(Exercise instructions): Gather all lines from the material that contain "boss".

*** Records provided ***

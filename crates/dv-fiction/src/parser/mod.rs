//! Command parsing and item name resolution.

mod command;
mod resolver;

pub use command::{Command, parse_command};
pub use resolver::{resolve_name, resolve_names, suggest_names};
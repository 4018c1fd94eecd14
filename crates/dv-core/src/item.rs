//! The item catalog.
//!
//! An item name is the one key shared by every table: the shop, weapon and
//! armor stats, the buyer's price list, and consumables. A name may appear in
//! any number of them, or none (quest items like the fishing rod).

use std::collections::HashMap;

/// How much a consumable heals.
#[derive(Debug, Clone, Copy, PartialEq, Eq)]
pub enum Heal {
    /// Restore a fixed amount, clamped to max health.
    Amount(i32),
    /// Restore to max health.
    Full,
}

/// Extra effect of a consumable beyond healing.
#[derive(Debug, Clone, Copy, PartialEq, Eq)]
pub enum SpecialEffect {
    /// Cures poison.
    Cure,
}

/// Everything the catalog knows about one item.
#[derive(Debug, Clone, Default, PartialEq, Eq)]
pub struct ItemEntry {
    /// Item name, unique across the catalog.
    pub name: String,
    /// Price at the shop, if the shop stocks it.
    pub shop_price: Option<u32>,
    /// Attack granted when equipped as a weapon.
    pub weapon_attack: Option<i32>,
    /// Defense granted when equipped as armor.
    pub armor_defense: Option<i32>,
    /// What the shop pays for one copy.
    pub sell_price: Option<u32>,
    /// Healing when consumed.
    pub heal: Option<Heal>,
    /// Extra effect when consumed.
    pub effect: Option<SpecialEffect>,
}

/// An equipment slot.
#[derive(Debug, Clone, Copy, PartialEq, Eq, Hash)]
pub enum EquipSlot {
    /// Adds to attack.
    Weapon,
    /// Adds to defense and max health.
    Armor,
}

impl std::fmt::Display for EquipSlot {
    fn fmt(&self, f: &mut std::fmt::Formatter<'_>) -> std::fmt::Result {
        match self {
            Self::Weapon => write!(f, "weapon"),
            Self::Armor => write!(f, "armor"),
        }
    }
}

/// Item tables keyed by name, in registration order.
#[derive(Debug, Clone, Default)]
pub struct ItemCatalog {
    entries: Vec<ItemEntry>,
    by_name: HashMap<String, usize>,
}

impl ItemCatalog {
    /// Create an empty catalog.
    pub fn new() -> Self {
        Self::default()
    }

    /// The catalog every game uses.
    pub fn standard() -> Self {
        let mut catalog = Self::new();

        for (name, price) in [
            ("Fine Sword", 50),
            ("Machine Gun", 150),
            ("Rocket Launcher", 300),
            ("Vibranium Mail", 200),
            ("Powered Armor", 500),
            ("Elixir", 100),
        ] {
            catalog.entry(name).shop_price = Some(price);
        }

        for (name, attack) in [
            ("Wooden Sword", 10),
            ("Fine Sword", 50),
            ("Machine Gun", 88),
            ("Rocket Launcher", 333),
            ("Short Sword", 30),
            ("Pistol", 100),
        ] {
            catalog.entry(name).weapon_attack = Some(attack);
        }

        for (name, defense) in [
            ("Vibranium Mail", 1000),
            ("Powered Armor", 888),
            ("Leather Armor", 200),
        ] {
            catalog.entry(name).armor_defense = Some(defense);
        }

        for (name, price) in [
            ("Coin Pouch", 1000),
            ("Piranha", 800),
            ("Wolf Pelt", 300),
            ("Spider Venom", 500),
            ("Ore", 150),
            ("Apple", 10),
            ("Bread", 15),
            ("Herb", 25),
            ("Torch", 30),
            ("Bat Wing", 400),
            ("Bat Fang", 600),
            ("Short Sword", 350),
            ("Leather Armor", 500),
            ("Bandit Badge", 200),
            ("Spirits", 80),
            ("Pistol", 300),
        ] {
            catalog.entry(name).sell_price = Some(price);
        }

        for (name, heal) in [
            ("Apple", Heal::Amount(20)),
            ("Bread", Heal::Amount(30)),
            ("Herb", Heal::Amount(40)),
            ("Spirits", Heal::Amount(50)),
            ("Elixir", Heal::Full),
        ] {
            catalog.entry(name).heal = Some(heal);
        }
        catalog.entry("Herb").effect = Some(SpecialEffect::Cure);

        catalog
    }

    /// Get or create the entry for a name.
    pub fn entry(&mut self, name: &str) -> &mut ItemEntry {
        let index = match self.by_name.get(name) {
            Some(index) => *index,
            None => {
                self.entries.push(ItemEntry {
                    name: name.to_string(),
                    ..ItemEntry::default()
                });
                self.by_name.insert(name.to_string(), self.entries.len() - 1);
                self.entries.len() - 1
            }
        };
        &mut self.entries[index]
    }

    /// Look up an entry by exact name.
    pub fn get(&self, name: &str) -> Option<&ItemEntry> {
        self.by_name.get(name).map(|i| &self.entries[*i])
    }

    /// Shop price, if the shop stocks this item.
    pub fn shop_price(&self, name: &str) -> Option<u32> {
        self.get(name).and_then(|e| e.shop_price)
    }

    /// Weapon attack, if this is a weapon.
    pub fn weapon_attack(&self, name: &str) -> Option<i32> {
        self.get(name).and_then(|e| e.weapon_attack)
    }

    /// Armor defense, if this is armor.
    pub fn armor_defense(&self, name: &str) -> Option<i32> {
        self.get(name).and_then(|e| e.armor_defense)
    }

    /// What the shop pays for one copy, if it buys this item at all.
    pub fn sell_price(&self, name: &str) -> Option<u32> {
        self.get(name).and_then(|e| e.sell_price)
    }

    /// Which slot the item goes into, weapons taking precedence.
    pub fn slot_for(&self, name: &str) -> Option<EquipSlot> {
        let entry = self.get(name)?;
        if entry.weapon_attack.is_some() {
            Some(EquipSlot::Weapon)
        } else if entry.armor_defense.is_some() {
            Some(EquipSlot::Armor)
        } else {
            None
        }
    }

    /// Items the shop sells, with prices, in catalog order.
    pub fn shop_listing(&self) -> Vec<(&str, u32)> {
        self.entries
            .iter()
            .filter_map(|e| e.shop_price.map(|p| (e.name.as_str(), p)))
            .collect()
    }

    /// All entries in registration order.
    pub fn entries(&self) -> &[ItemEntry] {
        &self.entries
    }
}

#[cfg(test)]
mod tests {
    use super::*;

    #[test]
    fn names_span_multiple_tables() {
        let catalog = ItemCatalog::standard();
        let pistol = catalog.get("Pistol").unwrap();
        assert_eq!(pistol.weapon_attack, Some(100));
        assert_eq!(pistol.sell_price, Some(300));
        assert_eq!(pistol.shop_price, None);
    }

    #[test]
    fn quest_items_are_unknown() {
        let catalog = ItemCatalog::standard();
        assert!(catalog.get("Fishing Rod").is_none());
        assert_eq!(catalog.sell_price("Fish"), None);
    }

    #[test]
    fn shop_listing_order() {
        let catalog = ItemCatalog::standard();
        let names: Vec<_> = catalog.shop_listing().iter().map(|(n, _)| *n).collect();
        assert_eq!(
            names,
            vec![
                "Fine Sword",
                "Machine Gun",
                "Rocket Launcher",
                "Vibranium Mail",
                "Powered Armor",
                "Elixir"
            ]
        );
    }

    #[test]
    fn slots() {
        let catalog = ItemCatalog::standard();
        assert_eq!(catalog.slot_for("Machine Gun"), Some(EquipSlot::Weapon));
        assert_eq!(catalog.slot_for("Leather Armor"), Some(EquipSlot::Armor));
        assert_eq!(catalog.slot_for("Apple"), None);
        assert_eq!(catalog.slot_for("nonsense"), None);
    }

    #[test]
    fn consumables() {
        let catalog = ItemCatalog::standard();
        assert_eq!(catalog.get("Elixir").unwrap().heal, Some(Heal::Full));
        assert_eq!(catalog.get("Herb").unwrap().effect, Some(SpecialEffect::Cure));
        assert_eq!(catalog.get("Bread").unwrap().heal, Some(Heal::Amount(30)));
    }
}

*** End of Records provided ***
*** Records provided ***

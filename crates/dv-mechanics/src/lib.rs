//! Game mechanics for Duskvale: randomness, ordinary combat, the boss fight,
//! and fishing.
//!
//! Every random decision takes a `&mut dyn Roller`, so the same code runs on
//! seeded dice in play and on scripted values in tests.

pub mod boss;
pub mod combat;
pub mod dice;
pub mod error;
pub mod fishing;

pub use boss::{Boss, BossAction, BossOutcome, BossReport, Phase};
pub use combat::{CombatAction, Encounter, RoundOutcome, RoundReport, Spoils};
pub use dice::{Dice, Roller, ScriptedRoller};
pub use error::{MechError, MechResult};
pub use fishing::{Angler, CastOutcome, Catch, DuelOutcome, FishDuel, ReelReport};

*** End of Records provided ***

(Written response):
//! Game mechanics for Duskvale: randomness, ordinary combat, the boss fight,
pub mod boss;
pub use boss::{Boss, BossAction, BossOutcome, BossReport, Phase};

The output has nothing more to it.